=== TASK ===
From the records below, transcribe exactly the lines that begin at the line with "pub(super) async fn" and end at the line with "the placeholder default.", both included.
- - - -
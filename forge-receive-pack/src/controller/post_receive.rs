use crate::classify::{classify, is_forced, ChangedRefs};
use crate::config::PullReqFlow;
use crate::git::ReadParams;
use crate::hooks::{ExtenderContext, HookInput, HookOutput};
use crate::refs::{RefType, RefUpdate};
use crate::store::{update_opt_lock, PullReqFilter, RepoState, Repository};
use crate::Error;

use super::{Controller, EMPTY_REPO_ERROR};

/// Open pull requests listed when suggesting; one more than needed to tell "one" from "several".
const SUGGESTION_PR_LIMIT: usize = 2;

impl Controller {
    /// Report an accepted push. Every step is best effort: the refs already moved, so failures
    /// are logged and never turned into an error.
    pub(super) async fn run_post_receive(&self, input: &HookInput) -> HookOutput {
        let mut out = HookOutput::default();
        let repo = match self.stores.repos.find(input.repo_id).await {
            Ok(repo) => repo,
            Err(err) => {
                tracing::warn!(error = %err, "post-receive could not load repository");
                return out;
            }
        };
        let params = input.read_params(self.server.repo_dir(&repo.git_uid));

        let repo = self.promote_empty_repo(repo, input, &mut out).await;
        if repo.state == RepoState::Active {
            self.report_ref_events(&repo, input, &params).await;
        }
        if let Err(err) = self.suggest_pull_request(&repo, input, &mut out).await {
            tracing::warn!(error = %err, "pull request suggestion failed");
        }

        // Only the extender needs more of the pusher than its id.
        let principal = match self.stores.principals.find(input.principal_id).await {
            Ok(principal) => principal,
            Err(err) => {
                tracing::warn!(error = %err, "post-receive could not load principal, skipping extender");
                return out;
            }
        };
        let changes: ChangedRefs = classify(&input.ref_updates, &[]);
        let ctx = ExtenderContext {
            repo: &repo,
            principal: &principal,
            input,
            changes: &changes,
        };
        if let Err(err) = self.post_extender.extend(ctx, &mut out).await {
            tracing::warn!(error = %err, "post-receive extender failed");
        }
        out
    }

    /// Make the first pushed branch the default of an empty repository, preferring one named
    /// like the placeholder default.
    async fn promote_empty_repo(&self, repo: Repository, input: &HookInput, out: &mut HookOutput) -> Repository {
        if !repo.is_empty {
            return repo;
        }
        let pushed: Vec<&str> = input
            .ref_updates
            .iter()
            .filter(|u| !u.is_delete())
            .filter_map(RefUpdate::branch_name)
            .collect();
        let chosen = pushed
            .iter()
            .find(|name| **name == repo.default_branch)
            .or_else(|| pushed.first())
            .map(|name| (*name).to_owned());
        let Some(new_default) = chosen else {
            out.reject(EMPTY_REPO_ERROR);
            return repo;
        };

        let old_name = repo.default_branch.clone();
        let updated = update_opt_lock(self.stores.repos.as_ref(), repo.clone(), |r| {
            r.is_empty = false;
            r.default_branch.clone_from(&new_default);
            Ok(())
        })
        .await;
        match updated {
            Ok(updated) => {
                tracing::info!(repo_id = updated.id, branch = %updated.default_branch, "empty repository received its first branch");
                if updated.default_branch != old_name {
                    self.reporter
                        .default_branch_updated(updated.id, input.principal_id, old_name, updated.default_branch.clone())
                        .await;
                }
                updated
            }
            Err(err) => {
                tracing::warn!(
                    repo_id = repo.id,
                    branch = %new_default,
                    error = %err,
                    "failed to promote default branch of empty repository"
                );
                repo
            }
        }
    }

    /// Publish one event per branch or tag update, in push order.
    async fn report_ref_events(&self, repo: &Repository, input: &HookInput, params: &ReadParams) {
        let principal_id = input.principal_id;
        for update in &input.ref_updates {
            let (old, new) = (update.old.to_string(), update.new.to_string());
            match update.ref_type() {
                RefType::Branch if update.is_create() => {
                    if self.flow == PullReqFlow::Zentao && self.has_single_open_pr(repo, update).await {
                        tracing::debug!(ref_name = %update.name, "branch opened together with its pull request, not announced");
                        continue;
                    }
                    self.reporter.branch_created(repo.id, principal_id, &update.name, new).await;
                }
                RefType::Branch if update.is_delete() => {
                    self.reporter.branch_deleted(repo.id, principal_id, &update.name, old).await;
                }
                RefType::Branch => {
                    let forced = is_forced(self.git.as_ref(), params, update).await;
                    self.reporter
                        .branch_updated(repo.id, principal_id, &update.name, old, new, forced)
                        .await;
                }
                RefType::Tag if update.is_create() => {
                    self.reporter.tag_created(repo.id, principal_id, &update.name, new).await;
                }
                RefType::Tag if update.is_delete() => {
                    self.reporter.tag_deleted(repo.id, principal_id, &update.name, old).await;
                }
                RefType::Tag => {
                    self.reporter.tag_updated(repo.id, principal_id, &update.name, old, new).await;
                }
                RefType::Other => {}
            }
        }
    }

    async fn has_single_open_pr(&self, repo: &Repository, update: &RefUpdate) -> bool {
        let Some(branch) = update.branch_name() else {
            return false;
        };
        match self.stores.pullreqs.count(&PullReqFilter::open_from(repo.id, branch)).await {
            Ok(count) => count == 1,
            Err(err) => {
                tracing::warn!(ref_name = %update.name, error = %err, "counting open pull requests failed");
                false
            }
        }
    }

    /// Point the user at the open pull requests of a pushed branch, or at the page to open one.
    async fn suggest_pull_request(&self, repo: &Repository, input: &HookInput, out: &mut HookOutput) -> Result<(), Error> {
        let [update] = input.ref_updates.as_slice() else {
            return Ok(());
        };
        if update.is_delete() {
            return Ok(());
        }
        let Some(branch) = update.branch_name() else {
            return Ok(());
        };
        if branch == repo.default_branch {
            return Ok(());
        }

        let filter = PullReqFilter {
            limit: SUGGESTION_PR_LIMIT,
            ..PullReqFilter::open_from(repo.id, branch)
        };
        let prs = self.stores.pullreqs.list(&filter).await?;
        if prs.is_empty() {
            out.message(format!("Create a pull request for {branch:?} by visiting:"));
            out.message(format!(
                "  {}",
                self.urls.compare_url(&repo.path, &repo.default_branch, branch)
            ));
            return Ok(());
        }
        tracing::debug!(pr_count = prs.len(), branch, "branch has open pull requests");
        out.message(format!("Branch {branch:?} has open PRs:"));
        for pr in &prs {
            out.message(format!("  (#{}) {}", pr.number, pr.title));
            out.message(format!("    {}", self.urls.pull_req_url(&repo.path, pr.number)));
        }
        Ok(())
    }
}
- - - -
=== RESPONSE ===
    pub(super) async fn run_post_receive(&self, input: &HookInput) -> HookOutput {
        let mut out = HookOutput::default();
        let repo = match self.stores.repos.find(input.repo_id).await {
            Ok(repo) => repo,
            Err(err) => {
                tracing::warn!(error = %err, "post-receive could not load repository");
                return out;
            }
        };
        let params = input.read_params(self.server.repo_dir(&repo.git_uid));

        let repo = self.promote_empty_repo(repo, input, &mut out).await;
        if repo.state == RepoState::Active {
            self.report_ref_events(&repo, input, &params).await;
        }
        if let Err(err) = self.suggest_pull_request(&repo, input, &mut out).await {
            tracing::warn!(error = %err, "pull request suggestion failed");
        }

        // Only the extender needs more of the pusher than its id.
        let principal = match self.stores.principals.find(input.principal_id).await {
            Ok(principal) => principal,
            Err(err) => {
                tracing::warn!(error = %err, "post-receive could not load principal, skipping extender");
                return out;
            }
        };
        let changes: ChangedRefs = classify(&input.ref_updates, &[]);
        let ctx = ExtenderContext {
            repo: &repo,
            principal: &principal,
            input,
            changes: &changes,
        };
        if let Err(err) = self.post_extender.extend(ctx, &mut out).await {
            tracing::warn!(error = %err, "post-receive extender failed");
        }
        out
    }

    /// Make the first pushed branch the default of an empty repository, preferring one named
    /// like the placeholder default.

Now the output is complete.